Investigating the impact of Be Mindful during pregnancy
In collaboration with the University of Oxford and the University of Southampton’s School of Psychology, a randomized control design study sought to investigate the effectiveness of providing an online mindfulness intervention to reduce stress and improve mood in pregnancy. The results of which were published in the British Journal of Midwifery in 2018.
Participants were allocated into two groups; an immediate intervention group, with the course being completed during pregnancy and a waitlist control group, with participants commencing with the course post-partum. To the researcher’s knowledge, prior to this study there hadn't been any research examining changes in stress, anxiety and depression in a non-clinical sample in pregnancy, using an online mindfulness course based directly on Mindfulness-Based Cognitive Therapy (MBCT).
The effectiveness of the course was measured based on robust and well-established measures of psychological wellbeing, including the Perceived Stress Scale (PSS) and the Generalized Anxiety Questionnaire (GAD-7), which are administered on the Be Mindful course as standard at the start and end of the structured course, along with the Patient Health Questionnaire (PHQ-9). Pregnancy-specific measures of psychological wellbeing included in the study were the Edinburgh Post Natal Depression Score (EDPS), the Tilburg Pregnancy Distress Score (TPDS) and the Labour Worry Score (OWLS).

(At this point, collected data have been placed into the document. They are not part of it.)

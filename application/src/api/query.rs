//! GraphQL [`Query`]s definitions.

use juniper::graphql_object;
use service::{domain, query, Query as _};

use crate::{api, define_error, AsError, Context, Error};

/// Root of all GraphQL queries.
#[derive(Clone, Copy, Debug)]
pub struct Query;

impl Query {
    /// Name of the [`tracing::Span`] for the queries.
    pub(crate) const SPAN_NAME: &'static str = "GraphQL query";
}

#[graphql_object(context = Context)]
impl Query {
    /// Returns the currently authenticated `User`.
    #[tracing::instrument(
        skip_all,
        fields(
            gql.name = "myUser",
            otel.name = Self::SPAN_NAME,
        ),
    )]
    pub async fn my_user(ctx: &Context) -> Result<api::User, Error> {
        let my_id = ctx.current_session().await?.user_id;
        ctx.service()
            .execute(query::user::ById::by(my_id.into()))
            .await
            .map_err(AsError::into_error)
            .map_err(ctx.error())?
            .ok_or_else(|| UserError::NotExists.into())
            .map_err(ctx.error())
            .map(Into::into)
    }

    /// Returns the `User` with the specified ID.
    ///
    /// # Errors
    ///
    /// Possible error codes:
    /// - `USER_NOT_EXISTS` - the `User` with the specified ID does not exist.
    #[tracing::instrument(
        skip_all,
        fields(
            gql.name = "user",
            id = %id,
            otel.name = Self::SPAN_NAME,
        ),
    )]
    pub async fn user(
        id: api::user::Id,
        ctx: &Context,
    ) -> Result<api::User, Error> {
        _ = ctx.current_session().await?;
        ctx.service()
            .execute(query::user::ById::by(id.into()))
            .await
            .map_err(AsError::into_error)
            .map_err(ctx.error())?
            .ok_or_else(|| UserError::NotExists.into())
            .map_err(ctx.error())
            .map(Into::into)
    }

    /// Lists the `Property`s owned by the current `User`.
    ///
    /// # Errors
    ///
    /// Possible error codes:
    /// - `NOT_LANDLORD` - the current `User` is not a landlord.
    #[tracing::instrument(
        skip_all,
        fields(
            gql.name = "myProperties",
            otel.name = Self::SPAN_NAME,
        ),
    )]
    pub async fn my_properties(
        ctx: &Context,
    ) -> Result<Vec<api::Property>, Error> {
        let session = ctx.current_session().await?;
        if session.role != domain::user::Role::Landlord {
            return Err(api::PrivilegeError::Landlord.into())
                .map_err(ctx.error());
        }

        ctx.service()
            .execute(query::property::List::by(session.user_id.into()))
            .await
            .map_err(AsError::into_error)
            .map_err(ctx.error())
            .map(|ps| ps.into_iter().map(Into::into).collect())
    }

    /// Returns the `Property` with the specified ID owned by the current
    /// `User`.
    ///
    /// # Errors
    ///
    /// Possible error codes:
    /// - `PROPERTY_NOT_EXISTS` - the `Property` with the specified ID does
    ///                           not exist or is owned by another `User`.
    #[tracing::instrument(
        skip_all,
        fields(
            gql.name = "property",
            id = %id,
            otel.name = Self::SPAN_NAME,
        ),
    )]
    pub async fn property(
        id: api::property::Id,
        ctx: &Context,
    ) -> Result<api::Property, Error> {
        let my_id: domain::user::Id =
            ctx.current_session().await?.user_id.into();
        ctx.service()
            .execute(query::property::ById::by(id.into()))
            .await
            .map_err(AsError::into_error)
            .map_err(ctx.error())?
            .filter(|p| p.owner_id == my_id)
            .ok_or_else(|| PropertyError::NotExists.into())
            .map_err(ctx.error())
            .map(Into::into)
    }

    /// Returns the `Unit` with the specified ID, if the current `User` owns
    /// or lives in it.
    ///
    /// # Errors
    ///
    /// Possible error codes:
    /// - `UNIT_NOT_EXISTS` - the `Unit` with the specified ID does not exist
    ///                       or is not related to the current `User`.
    #[tracing::instrument(
        skip_all,
        fields(
            gql.name = "unit",
            id = %id,
            otel.name = Self::SPAN_NAME,
        ),
    )]
    pub async fn unit(
        id: api::unit::Id,
        ctx: &Context,
    ) -> Result<api::Unit, Error> {
        let my_id: domain::user::Id =
            ctx.current_session().await?.user_id.into();
        let unit = ctx
            .service()
            .execute(query::unit::ById::by(id.into()))
            .await
            .map_err(AsError::into_error)
            .map_err(ctx.error())?
            .ok_or_else(|| UnitError::NotExists.into())
            .map_err(ctx.error())?;
        if unit.current_tenant == Some(my_id) {
            return Ok(unit.into());
        }

        let is_owner = ctx
            .service()
            .execute(query::property::ById::by(unit.property_id))
            .await
            .map_err(AsError::into_error)
            .map_err(ctx.error())?
            .is_some_and(|p| p.owner_id == my_id);
        if is_owner {
            Ok(unit.into())
        } else {
            Err(UnitError::NotExists.into()).map_err(ctx.error())
        }
    }

    /// Indicates whether the `Unit` with the specified ID is occupied,
    /// either by its status or by a current tenant.
    ///
    /// # Errors
    ///
    /// Possible error codes:
    /// - `UNIT_NOT_EXISTS` - the `Unit` with the specified ID does not exist.
    #[tracing::instrument(
        skip_all,
        fields(
            gql.name = "unitIsOccupied",
            id = %id,
            otel.name = Self::SPAN_NAME,
        ),
    )]
    pub async fn unit_is_occupied(
        id: api::unit::Id,
        ctx: &Context,
    ) -> Result<bool, Error> {
        _ = ctx.current_session().await?;
        ctx.service()
            .execute(query::unit::IsOccupied { unit_id: id.into() })
            .await
            .map_err(AsError::into_error)
            .map_err(ctx.error())
            .map(|occupied| *occupied)
    }

    /// Lists the `Meldung`s visible to the current `User`, newest first.
    ///
    /// Tenants see the `Meldung`s they filed, craftsmen the ones assigned to
    /// them, and landlords the ones filed in their `Property`s.
    #[tracing::instrument(
        skip_all,
        fields(
            gql.name = "meldungen",
            otel.name = Self::SPAN_NAME,
        ),
    )]
    pub async fn meldungen(ctx: &Context) -> Result<Vec<api::Meldung>, Error> {
        let session = ctx.current_session().await?;
        ctx.service()
            .execute(query::meldung::List {
                user_id: session.user_id.into(),
                role: session.role,
            })
            .await
            .map_err(AsError::into_error)
            .map_err(ctx.error())
            .map(|ms| ms.into_iter().map(Into::into).collect())
    }

    /// Returns the `Meldung` with the specified ID along with its
    /// `Message`s.
    ///
    /// # Errors
    ///
    /// Possible error codes:
    /// - `MELDUNG_NOT_EXISTS` - the `Meldung` with the specified ID does not
    ///                          exist;
    /// - `MELDUNG_FORBIDDEN` - the current `User` has no access to the
    ///                         `Meldung`.
    #[tracing::instrument(
        skip_all,
        fields(
            gql.name = "meldung",
            id = %id,
            otel.name = Self::SPAN_NAME,
        ),
    )]
    pub async fn meldung(
        id: api::meldung::Id,
        ctx: &Context,
    ) -> Result<api::meldung::Thread, Error> {
        let session = ctx.current_session().await?;
        ctx.service()
            .execute(query::meldung::Thread {
                user_id: session.user_id.into(),
                role: session.role,
                meldung_id: id.into(),
            })
            .await
            .map_err(AsError::into_error)
            .map_err(ctx.error())
            .map(Into::into)
    }

    /// Indicates whether the current `User` may access the `Message`s and
    /// the export of the `Meldung` with the specified ID.
    #[tracing::instrument(
        skip_all,
        fields(
            gql.name = "hasMeldungAccess",
            id = %id,
            otel.name = Self::SPAN_NAME,
        ),
    )]
    pub async fn has_meldung_access(
        id: api::meldung::Id,
        ctx: &Context,
    ) -> Result<bool, Error> {
        let session = ctx.current_session().await?;
        ctx.service()
            .execute(query::meldung::HasAccess {
                user_id: session.user_id.into(),
                role: session.role,
                meldung_id: id.into(),
            })
            .await
            .map_err(AsError::into_error)
            .map_err(ctx.error())
    }

    /// Lists the `Notification`s of the specified `Property`, newest first.
    ///
    /// # Errors
    ///
    /// Possible error codes:
    /// - `PROPERTY_NOT_EXISTS` - the `Property` with the specified ID does
    ///                           not exist;
    /// - `NOTIFICATIONS_FORBIDDEN` - the current `User` neither owns nor
    ///                               lives in the `Property`.
    #[tracing::instrument(
        skip_all,
        fields(
            gql.name = "notifications",
            otel.name = Self::SPAN_NAME,
            property_id = %property_id,
        ),
    )]
    pub async fn notifications(
        property_id: api::property::Id,
        ctx: &Context,
    ) -> Result<Vec<api::Notification>, Error> {
        let my_id = ctx.current_session().await?.user_id;
        ctx.service()
            .execute(query::notification::ByProperty {
                user_id: my_id.into(),
                property_id: property_id.into(),
            })
            .await
            .map_err(AsError::into_error)
            .map_err(ctx.error())
            .map(|ns| ns.into_iter().map(Into::into).collect())
    }
}

impl AsError for query::meldung::ExecutionError {
    fn try_as_error(&self) -> Option<Error> {
        Some(match self {
            Self::Db(e) => return e.try_as_error(),
            Self::MeldungNotExists(_) => MeldungError::NotExists.into(),
            Self::Forbidden(_) => MeldungError::Forbidden.into(),
        })
    }
}

impl AsError for query::notification::ExecutionError {
    fn try_as_error(&self) -> Option<Error> {
        define_error! {
            enum Error {
                #[code = "NOTIFICATIONS_FORBIDDEN"]
                #[status = FORBIDDEN]
                #[message = "`Notification`s of the `Property` are not \
                             accessible"]
                Forbidden,
            }
        }

        Some(match self {
            Self::Db(e) => return e.try_as_error(),
            Self::PropertyNotExists(_) => PropertyError::NotExists.into(),
            Self::Forbidden(_) => Error::Forbidden.into(),
        })
    }
}

impl AsError for query::unit::ExecutionError {
    fn try_as_error(&self) -> Option<Error> {
        Some(match self {
            Self::Db(e) => return e.try_as_error(),
            Self::UnitNotExists(_) => UnitError::NotExists.into(),
        })
    }
}

define_error! {
    enum MeldungError {
        #[code = "MELDUNG_NOT_EXISTS"]
        #[status = NOT_FOUND]
        #[message = "`Meldung` with the specified ID does not exist"]
        NotExists,

        #[code = "MELDUNG_FORBIDDEN"]
        #[status = FORBIDDEN]
        #[message = "`Meldung` with the specified ID is not accessible"]
        Forbidden,
    }
}

define_error! {
    enum PropertyError {
        #[code = "PROPERTY_NOT_EXISTS"]
        #[status = NOT_FOUND]
        #[message = "`Property` with the specified ID does not exist"]
        NotExists,
    }
}

define_error! {
    enum UnitError {
        #[code = "UNIT_NOT_EXISTS"]
        #[status = NOT_FOUND]
        #[message = "`Unit` with the specified ID does not exist"]
        NotExists,
    }
}

define_error! {
    enum UserError {
        #[code = "USER_NOT_EXISTS"]
        #[status = NOT_FOUND]
        #[message = "`User` with the specified ID does not exist"]
        NotExists,
    }
}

REDUCED DEPRESSION DURING PREGNANCY
The reported mental health outcomes of the 72 participants evaluated in the study (those who completed the assessments at the start, end and at a one-month follow-up) were highly significant across the immediate intervention group and the waitlist control group. On average, participants enjoyed a 27% reduction in stress, and reductions of 30% in anxiety and depression, which were maintained at a one-month post-course follow up. The course was also shown to have a significant positive effect on pregnancy distress and labour worry for participants in the immediate intervention group.
Though the study was limited due to the low participant retention rate (39% completed the course) this is not unexpected with the turbulent and unpredictable nature of pregnancy, and a drawback of any study in a real-world setting. It was concluded that, despite the study's limitations, these significant outcomes indicate the potential for delivering MBCT online as an equitable alternative to mindfulness-based therapies delivered in-person, where current treatment pathways are scarce, providing a low-risk therapeutic intervention to improve psychological wellbeing in pregnancy.
Reference: Krusche, A., Dymond, M., Murphy, S. E., & Crane, C. (2018). Mindfulness for pregnancy: a randomised controlled study of online mindfulness during pregnancy. Midwifery, 65, 51-57.